In the other countries the problem of ethnicity, nationality and territory did not lead to all-out war but the nationality problem lingered. In Yugoslavia the division between Serbs and Croats remained bitter throughout, with the crisis reaching a peak in 1928 when the leader of the Croatian Peasant Party, Stjepan Radic, was assassinated in the Belgrade parliament. Most bellicose on the issue of national minorities was the country which was comparatively least affected by the outcome of the war, namely Germany. Admittedly not every German lived in the territory administered by the Weimar Republic but compared to the Austro-Hungarian empire and also to Russia, the German losses in territory and people imposed by the peace treaty were modest. The most outspoken group of Germans outside the Republic, the Sudeten Germans, had never belonged to the German empire. Nevertheless it is with the Sudeten Germans that the demagogic factors associated with passionate and violent nationalism reveal themselves most clearly in the 1930s. Then the Sudeten Nazi Party, supported by the Hitler Government, used the nationality issue to bring about the destruction of Czechoslovakia.
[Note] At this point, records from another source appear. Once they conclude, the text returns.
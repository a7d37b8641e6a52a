// SPDX-License-Identifier: MPL-2.0
//! This module handles the application's configuration, including loading and
//! saving user preferences to a `settings.toml` file.
//!
//! # Configuration Sections
//!
//! The configuration is organized into logical sections:
//! - `[general]` - Language and theme mode
//! - `[accessibility]` - High contrast, font scale, reduced motion
//! - `[learning]` - Learning mode persistence
//!
//! # Path Resolution
//!
//! The config file location can be customized for testing or portable
//! deployments:
//! 1. Use `load_from_path()`/`save_to_path()` with explicit path
//! 2. Set `MOTION_DECK_CONFIG_DIR` environment variable
//! 3. Falls back to platform-specific config directory

pub mod defaults;

pub use defaults::*;

use crate::app::paths;
use crate::error::{Error, Result};
use crate::ui::settings::{FONT_SIZE_MAX, FONT_SIZE_MIN};
use crate::ui::theming::ThemeMode;
use serde::{Deserialize, Serialize};
use std::fs;
use std::path::{Path, PathBuf};

const CONFIG_FILE: &str = "settings.toml";

/// General application settings.
#[derive(Debug, Clone, Serialize, Deserialize, PartialEq)]
pub struct GeneralConfig {
    /// UI language code (e.g., "en-US", "fr").
    #[serde(default, skip_serializing_if = "Option::is_none")]
    pub language: Option<String>,

    /// Application theme mode (light, dark, or system).
    #[serde(
        default = "default_theme_mode",
        deserialize_with = "deserialize_theme_mode"
    )]
    pub theme_mode: ThemeMode,
}

impl Default for GeneralConfig {
    fn default() -> Self {
        Self {
            language: None,
            theme_mode: default_theme_mode(),
        }
    }
}

/// Accessibility preferences.
#[derive(Debug, Clone, Serialize, Deserialize, PartialEq)]
pub struct AccessibilityConfig {
    /// Render with high-contrast text colors.
    #[serde(default = "default_high_contrast")]
    pub high_contrast: bool,

    /// Font scale, percent of the base size.
    #[serde(default = "default_font_size_percent")]
    pub font_size_percent: u16,

    /// Disable decorative animations.
    #[serde(default = "default_reduced_motion")]
    pub reduced_motion: bool,
}

impl Default for AccessibilityConfig {
    fn default() -> Self {
        Self {
            high_contrast: DEFAULT_HIGH_CONTRAST,
            font_size_percent: DEFAULT_FONT_SIZE_PERCENT,
            reduced_motion: DEFAULT_REDUCED_MOTION,
        }
    }
}

impl AccessibilityConfig {
    /// Font scale clamped to the supported range, so hand-edited configs
    /// cannot request unreadable sizes.
    #[must_use]
    pub fn clamped_font_size_percent(&self) -> u16 {
        self.font_size_percent.clamp(FONT_SIZE_MIN, FONT_SIZE_MAX)
    }
}

/// Learning mode persistence.
#[derive(Debug, Clone, Serialize, Deserialize, PartialEq)]
pub struct LearningConfig {
    /// Whether learning mode is active.
    #[serde(default = "default_learning_enabled")]
    pub enabled: bool,
}

impl Default for LearningConfig {
    fn default() -> Self {
        Self {
            enabled: DEFAULT_LEARNING_ENABLED,
        }
    }
}

/// Application configuration with logical sections.
#[derive(Debug, Clone, Serialize, Deserialize, PartialEq, Default)]
pub struct Config {
    /// General application settings.
    #[serde(default)]
    pub general: GeneralConfig,

    /// Accessibility preferences.
    #[serde(default)]
    pub accessibility: AccessibilityConfig,

    /// Learning mode persistence.
    #[serde(default)]
    pub learning: LearningConfig,
}

// =============================================================================
// Default Value Functions
// =============================================================================

fn default_theme_mode() -> ThemeMode {
    ThemeMode::System
}

fn default_high_contrast() -> bool {
    DEFAULT_HIGH_CONTRAST
}

fn default_font_size_percent() -> u16 {
    DEFAULT_FONT_SIZE_PERCENT
}

fn default_reduced_motion() -> bool {
    DEFAULT_REDUCED_MOTION
}

fn default_learning_enabled() -> bool {
    DEFAULT_LEARNING_ENABLED
}

fn deserialize_theme_mode<'de, D>(deserializer: D) -> std::result::Result<ThemeMode, D::Error>
where
    D: serde::Deserializer<'de>,
{
    use serde::de::Error;

    let raw = String::deserialize(deserializer)?;
    match raw.to_lowercase().as_str() {
        "light" => Ok(ThemeMode::Light),
        "dark" => Ok(ThemeMode::Dark),
        "system" => Ok(ThemeMode::System),
        other => Err(D::Error::custom(format!("invalid theme_mode: {}", other))),
    }
}

// =============================================================================
// Config Path Resolution
// =============================================================================

/// Returns the config file path with an optional override.
fn get_config_path_with_override(base_dir: Option<PathBuf>) -> Option<PathBuf> {
    paths::get_app_config_dir_with_override(base_dir).map(|mut path| {
        path.push(CONFIG_FILE);
        path
    })
}

// =============================================================================
// Load Functions
// =============================================================================

/// Loads the configuration from the default path.
///
/// Returns a tuple of (config, optional_warning). If loading fails, returns
/// default config with a warning message explaining what went wrong.
pub fn load() -> (Config, Option<String>) {
    load_with_override(None)
}

/// Loads the configuration from a custom directory.
pub fn load_with_override(base_dir: Option<PathBuf>) -> (Config, Option<String>) {
    if let Some(path) = get_config_path_with_override(base_dir) {
        if path.exists() {
            match load_from_path(&path) {
                Ok(config) => return (config, None),
                Err(_) => {
                    return (
                        Config::default(),
                        Some("notification-config-load-error".to_string()),
                    );
                }
            }
        }
    }
    (Config::default(), None)
}

/// Loads configuration from a specific path.
pub fn load_from_path(path: &Path) -> Result<Config> {
    let content = fs::read_to_string(path)?;
    let config: Config = toml::from_str(&content)?;
    Ok(config)
}

// =============================================================================
// Save Functions
// =============================================================================

/// Saves the configuration to the default path.
pub fn save(config: &Config) -> Result<()> {
    save_with_override(config, None)
}

/// Saves the configuration to a custom directory.
pub fn save_with_override(config: &Config, base_dir: Option<PathBuf>) -> Result<()> {
    if let Some(path) = get_config_path_with_override(base_dir) {
        return save_to_path(config, &path);
    }
    Ok(())
}

/// Saves configuration to a specific path.
pub fn save_to_path(config: &Config, path: &Path) -> Result<()> {
    if let Some(parent) = path.parent() {
        fs::create_dir_all(parent)?;
    }
    let content = toml::to_string_pretty(config).map_err(Error::from)?;
    fs::write(path, content)?;
    Ok(())
}

// =============================================================================
// Tests
// =============================================================================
Serious as the nationality problem was, it was not the main issue in Eastern Europe between the wars. More important was the nature of the political system. Great hopes were held for post-war liberal parliamentary democracy but the spirit of Versailles, with its slogans of democracy and national freedom, did not fall on very fertile soil in the new states. The Hungarian Prime Minister Karolyi, with his idea of a liberal Hungary forming part of a Danubian democratic federation, was the first to be disillusioned when his country’s neighbours attacked the remnant of the former Hungarian part of the dual monarchy. After the brief episode of Bela Kun, Hungary was the first country to turn to a thinly veiled dictatorship under Admiral Horthy. Bulgaria too never saw the emergence of genuine democratic government. Between 1919 and 1923 there was the so-called ‘dictatorship of the village over the town’. Here the Agrarian Party and its leader, Alexander Stamvalishy, pursued an anti-middle-class, anti-urban policy which was chiefly concerned with the economic well-being of the peasantry. The subsequent ten years saw the country shaken by waves of terrorism from both left and right, which did not abate until a coup in 1934 established a military dictatorship.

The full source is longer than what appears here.